Either way, development could be put on hold for years because only the properties that have sewer permits can be built out. You’d have a hard time finding buyers after the moratorium went into effect because builders wouldn’t be interested in tying up resources on a property they couldn’t develop for the foreseeable future. If you couldn’t wait to sell, you might have to cut your price by 30-50%.
Next week, your local government might decide that it wants to change the zoning classification of your property and it would set the wheels in motion to make the change official in a matter of months. Or it could adopt amendments to the ordinance that would increase the minimum lot size or reduce the allowable density of development for properties in a particular zoning district. Once these changes went into effect, the inherent value of the affected properties would drop to correspond with the decrease in their projected yield.
Changes to the subdivision and land development ordinance could have the effect of increasing the cost of site improvements and decreasing value. Development potential of properties that don’t have access to public sewer would be severely impacted by passage of tougher approval standards by state or county governments for on-site sewage disposal systems. These regulations determine not only the type of disposal system permitted, but ultimately the number of lots.
Land development approvals and permits don’t remain effective forever. Laws of individual state, county and local governments dictate the life of these approvals. You decide you want to subdivide and sell your property, and you get final approval from your town government of a plan for 10 lots. A couple of years go by before you get an acceptable purchase contract from a buyer.
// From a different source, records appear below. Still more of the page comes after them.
//! Configuration schema definitions.
//!
//! This module defines the complete configuration structure for the relay.
//! All types derive Serde traits for deserialization from config files.

use std::collections::BTreeMap;

use serde::{Deserialize, Serialize};

/// Root configuration for the relay.
#[derive(Debug, Clone, Deserialize, Serialize, Default)]
#[serde(default)]
pub struct RelayConfig {
    /// Listener configuration (host, port).
    pub listener: ListenerConfig,

    /// Prefix to base URL table. Replaces the built-in table when present.
    pub routes: RoutesConfig,

    /// Outbound header filtering.
    pub headers: HeaderFilterConfig,

    /// Outbound client settings.
    pub upstream: UpstreamConfig,

    /// Observability settings.
    pub observability: ObservabilityConfig,
}

/// Listener configuration.
#[derive(Debug, Clone, Deserialize, Serialize)]
#[serde(default)]
pub struct ListenerConfig {
    /// Interface to bind.
    pub host: String,

    /// TCP port to bind.
    pub port: u16,
}

impl ListenerConfig {
    /// `host:port` string suitable for `TcpListener::bind`.
    pub fn bind_address(&self) -> String {
        format!("{}:{}", self.host, self.port)
    }
}

impl Default for ListenerConfig {
    fn default() -> Self {
        Self {
            host: "0.0.0.0".to_string(),
            port: 3000,
        }
    }
}

/// Prefix (`/name`) to upstream base URL mapping.
#[derive(Debug, Clone, Deserialize, Serialize, PartialEq, Eq)]
#[serde(transparent)]
pub struct RoutesConfig(pub BTreeMap<String, String>);

impl Default for RoutesConfig {
    fn default() -> Self {
        let table = [
            ("/discord", "https://discord.com/api"),
            ("/telegram", "https://api.telegram.org"),
            ("/openai", "https://api.openai.com"),
            ("/claude", "https://api.anthropic.com"),
            ("/gemini", "https://generativelanguage.googleapis.com"),
            ("/meta", "https://www.meta.ai/api"),
            ("/groq", "https://api.groq.com/openai"),
            ("/xai", "https://api.x.ai"),
            ("/cohere", "https://api.cohere.ai"),
            ("/huggingface", "https://api-inference.huggingface.co"),
            ("/together", "https://api.together.xyz"),
            ("/novita", "https://api.novita.ai"),
            ("/portkey", "https://api.portkey.ai"),
            ("/fireworks", "https://api.fireworks.ai"),
            ("/openrouter", "https://openrouter.ai/api"),
            ("/cerebras", "https://api.cerebras.ai"),
        ];

        Self(
            table
                .into_iter()
                .map(|(prefix, base)| (prefix.to_string(), base.to_string()))
                .collect(),
        )
    }
}

/// Header filtering applied to the outbound leg.
#[derive(Debug, Clone, Deserialize, Serialize)]
#[serde(default)]
pub struct HeaderFilterConfig {
    /// Substrings; any header whose lowercased name contains one is dropped.
    pub deny: Vec<String>,
}

impl Default for HeaderFilterConfig {
    fn default() -> Self {
        Self {
            deny: ["host", "referer", "cf-", "forward", "cdn"]
                .into_iter()
                .map(String::from)
                .collect(),
        }
    }
}

/// Outbound HTTP client configuration.
#[derive(Debug, Clone, Deserialize, Serialize)]
#[serde(default)]
pub struct UpstreamConfig {
    /// Connection establishment timeout in seconds.
    pub connect_timeout_secs: u64,

    /// Total time allowed for one upstream exchange, body included.
    /// Unset by default so long streaming completions are not cut off.
    pub request_timeout_secs: Option<u64>,

    /// Idle keep-alive connections retained per upstream host.
    pub pool_max_idle_per_host: usize,

    /// Honour `HTTP_PROXY`/`HTTPS_PROXY` from the environment.
    pub use_system_proxy: bool,
}

impl Default for UpstreamConfig {
    fn default() -> Self {
        Self {
            connect_timeout_secs: 10,
            request_timeout_secs: None,
            pool_max_idle_per_host: 16,
            use_system_proxy: false,
        }
    }
}

/// Log output format.
#[derive(Debug, Clone, Copy, Deserialize, Serialize, PartialEq, Eq, Default)]
#[serde(rename_all = "lowercase")]
pub enum LogFormat {
    #[default]
    Pretty,
    Json,
}

/// Observability configuration.
#[derive(Debug, Clone, Deserialize, Serialize)]
#[serde(default)]
pub struct ObservabilityConfig {
    /// Log level (trace, debug, info, warn, error).
    pub log_level: String,

    /// Human-readable or JSON lines.
    pub log_format: LogFormat,
}

impl Default for ObservabilityConfig {
    fn default() -> Self {
        Self {
            log_level: "info".to_string(),
            log_format: LogFormat::Pretty,
        }
    }
}
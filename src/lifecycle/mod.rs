//! Lifecycle management subsystem.
//!
//! # Data Flow
//! ```text
//! Startup (main.rs):
//!     Load config → Validate → Init logging → Build server → Bind listener
//!
//! Shutdown (shutdown.rs):
//!     Signal received → Stop accepting → Drain in-flight relays → Exit
//!
//! Signals (signals.rs):
//!     SIGTERM/SIGINT → Trigger graceful shutdown
//! ```

pub mod shutdown;
pub mod signals;

pub use shutdown::Shutdown;
pub use signals::wait_for_signal;
//! Responses the relay produces itself.
//!
//! # Responsibilities
//! - Static answers for `/`, `/index.html` and `/robots.txt`
//! - 404 for paths with no route
//! - Map forwarding failures to 5xx without leaking upstream detail
//!
//! Upstream responses, including upstream 4xx/5xx, never pass through here.

use axum::http::{header, StatusCode};
use axum::response::{IntoResponse, Response};

use crate::http::upstream::UpstreamError;

pub const SERVICE_RUNNING: &str = "Service is running!";
pub const ROBOTS_TXT: &str = "User-agent: *\nDisallow: /";

/// Error raised while forwarding a routed request.
#[derive(Debug, thiserror::Error)]
pub enum RelayError {
    #[error("resolved target {url:?} is not a valid URL")]
    InvalidTarget {
        url: String,
        #[source]
        source: url::ParseError,
    },

    #[error(transparent)]
    Upstream(#[from] UpstreamError),
}

impl IntoResponse for RelayError {
    fn into_response(self) -> Response {
        match self {
            RelayError::InvalidTarget { .. } => {
                (StatusCode::INTERNAL_SERVER_ERROR, "Invalid upstream target").into_response()
            }
            RelayError::Upstream(UpstreamError::Timeout(_)) => {
                (StatusCode::GATEWAY_TIMEOUT, "Upstream request timed out").into_response()
            }
            RelayError::Upstream(UpstreamError::Unreachable(_)) => {
                (StatusCode::BAD_GATEWAY, "Upstream request failed").into_response()
            }
        }
    }
}

pub fn service_running() -> Response {
    (StatusCode::OK, SERVICE_RUNNING).into_response()
}

pub fn robots() -> Response {
    (
        StatusCode::OK,
        [(header::CONTENT_TYPE, "text/plain")],
        ROBOTS_TXT,
    )
        .into_response()
}

pub fn not_found(path: &str) -> Response {
    (StatusCode::NOT_FOUND, format!("Not Found: {path}")).into_response()
}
During the due diligence period, the buyer finds out that time has run out on the subdivision plan that was approved. It’s no longer valid so the buyer is going to have to start from scratch and submit a new subdivision plan. The worst of it, however, is that over the past few years, the town has enacted changes in the subdivision or zoning ordinances. These changes now apply to your property and they adversely impact the economic feasibility of developing it. Your buyer wants out of the deal unless you’re willing to renegotiate price and terms.
Events don’t happen overnight. There’s a time lag between when ideas, proposals or plans are formulated and when they’re finalized and ready to be put into effect. So you need to project into the future and then work back from that to determine the timing and length of your window of opportunity to sell your property. In short, know when to hold and when to take the money and run.